About this exercise: Please copy each line of the data that includes the string "crate".

Supplied entries:
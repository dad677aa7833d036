use axum::{
    Router,
    routing::{post, put},
};
use std::sync::Arc;

use crate::{ApiState, handlers};

pub fn routes() -> Router<Arc<ApiState>> {
    Router::new()
        .route("/api/contracts/:id", put(handlers::contracts::upsert_contract))
        .route("/api/contracts/:id/activate", post(handlers::contracts::activate_contract))
        .route("/api/contracts/:id/sign", post(handlers::contracts::sign_contract))
        .route("/api/contracts/:id/end", post(handlers::contracts::end_contract))
}
use agenda_core::{
    models::{
        appointment::{Appointment, AppointmentStatus, BookingOutcome},
        token::{IssueTokenResponse, RescheduleToken, RescheduleView},
    },
    store::AgendaStore,
};
use axum::http::StatusCode;
use axum_test::TestServer;
use chrono::{Duration, Utc};
use pretty_assertions::assert_eq;
use serde_json::json;

use crate::test_utils::{TestContext, in_days, t};

async fn book(server: &TestServer, ctx: &TestContext, days: i64, start: &str) -> Appointment {
    server
        .post(&format!("/api/professionals/{}/appointments", ctx.professional_id))
        .json(&json!({
            "contract_id": ctx.contract.id,
            "slots": [{ "date": in_days(days), "start": start }]
        }))
        .await
        .json::<BookingOutcome>()
        .appointments
        .remove(0)
}

async fn issue(server: &TestServer, appointment: &Appointment) -> String {
    let response = server
        .post(&format!("/api/appointments/{}/reschedule-token", appointment.id))
        .await;
    response.assert_status(StatusCode::CREATED);
    let issued = response.json::<IssueTokenResponse>();
    assert_eq!(issued.appointment_id, appointment.id);
    issued.token
}

#[tokio::test]
async fn test_resolve_lists_candidates_without_own_slot_blocking() {
    let ctx = TestContext::new().await;
    let server = ctx.server();
    let appointment = book(&server, &ctx, 2, "09:00").await;
    let token = issue(&server, &appointment).await;

    let response = server.get(&format!("/api/reschedule/{token}")).await;
    response.assert_status(StatusCode::OK);

    let view = response.json::<RescheduleView>();
    assert!(view.can_move);
    assert_eq!(view.appointment.id, appointment.id);
    assert_eq!(view.candidate_slots.first().map(|slot| slot.date), Some(in_days(1)));
    assert!(
        view.candidate_slots
            .iter()
            .any(|slot| slot.date == in_days(2) && slot.start == t(9, 0))
    );
    assert!(view.candidate_slots.iter().all(|slot| slot.date <= in_days(15)));
    assert_eq!(view.candidate_slots.last().map(|slot| slot.date), Some(in_days(15)));
}

#[tokio::test]
async fn test_confirm_then_move_once() {
    let ctx = TestContext::new().await;
    let server = ctx.server();
    let appointment = book(&server, &ctx, 2, "09:00").await;
    let token = issue(&server, &appointment).await;

    let confirmed = server
        .post(&format!("/api/reschedule/{token}/confirm"))
        .await
        .json::<Appointment>();
    assert_eq!(confirmed.status, AppointmentStatus::Confirmed);

    let response = server
        .post(&format!("/api/reschedule/{token}/move"))
        .json(&json!({ "date": in_days(3), "start": "10:00" }))
        .await;
    response.assert_status(StatusCode::OK);
    let moved = response.json::<Appointment>();
    assert_eq!(moved.date, in_days(3));
    assert_eq!((moved.start, moved.end), (t(10, 0), t(10, 50)));
    assert_eq!(moved.status, AppointmentStatus::Scheduled);

    server
        .post(&format!("/api/reschedule/{token}/move"))
        .json(&json!({ "date": in_days(4), "start": "10:00" }))
        .await
        .assert_status(StatusCode::UNPROCESSABLE_ENTITY);

    let view = server
        .get(&format!("/api/reschedule/{token}"))
        .await
        .json::<RescheduleView>();
    assert!(!view.can_move);
    assert!(view.candidate_slots.is_empty());
}

#[tokio::test]
async fn test_move_rejections() {
    let ctx = TestContext::new().await;
    let server = ctx.server();
    let appointment = book(&server, &ctx, 2, "09:00").await;
    book(&server, &ctx, 3, "11:00").await;
    let token = issue(&server, &appointment).await;

    // window ends 14 days after tomorrow
    server
        .post(&format!("/api/reschedule/{token}/move"))
        .json(&json!({ "date": in_days(16), "start": "10:00" }))
        .await
        .assert_status(StatusCode::BAD_REQUEST);

    // not on the slot grid
    server
        .post(&format!("/api/reschedule/{token}/move"))
        .json(&json!({ "date": in_days(3), "start": "09:30" }))
        .await
        .assert_status(StatusCode::BAD_REQUEST);

    server
        .post(&format!("/api/reschedule/{token}/move"))
        .json(&json!({ "date": in_days(3), "start": "11:00" }))
        .await
        .assert_status(StatusCode::CONFLICT);

    // failed attempts leave the link usable
    server
        .post(&format!("/api/reschedule/{token}/move"))
        .json(&json!({ "date": in_days(3), "start": "13:00" }))
        .await
        .assert_status(StatusCode::OK);
}

#[tokio::test]
async fn test_unknown_token_is_not_found() {
    let ctx = TestContext::new().await;
    let server = ctx.server();

    server
        .get("/api/reschedule/not-a-real-token")
        .await
        .assert_status(StatusCode::NOT_FOUND);
}

#[tokio::test]
async fn test_expired_token_is_gone() {
    let ctx = TestContext::new().await;
    let server = ctx.server();
    let appointment = book(&server, &ctx, 2, "09:00").await;
    let now = Utc::now();
    ctx.store
        .insert_token(&RescheduleToken {
            token: "stale".to_string(),
            appointment_id: appointment.id,
            issued_at: now - Duration::days(15),
            expires_at: now - Duration::days(1),
            consumed_at: None,
        })
        .await
        .unwrap();

    server
        .get("/api/reschedule/stale")
        .await
        .assert_status(StatusCode::GONE);
    server
        .post("/api/reschedule/stale/confirm")
        .await
        .assert_status(StatusCode::GONE);
}

#[tokio::test]
async fn test_cancelled_appointment_cannot_get_a_token() {
    let ctx = TestContext::new().await;
    let server = ctx.server();
    let appointment = book(&server, &ctx, 2, "09:00").await;
    server
        .post(&format!("/api/appointments/{}/cancel", appointment.id))
        .await
        .assert_status(StatusCode::OK);

    server
        .post(&format!("/api/appointments/{}/reschedule-token", appointment.id))
        .await
        .assert_status(StatusCode::UNPROCESSABLE_ENTITY);
}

Solution to this problem:
use crate::{ApiState, handlers};
use crate::test_utils::{TestContext, in_days, t};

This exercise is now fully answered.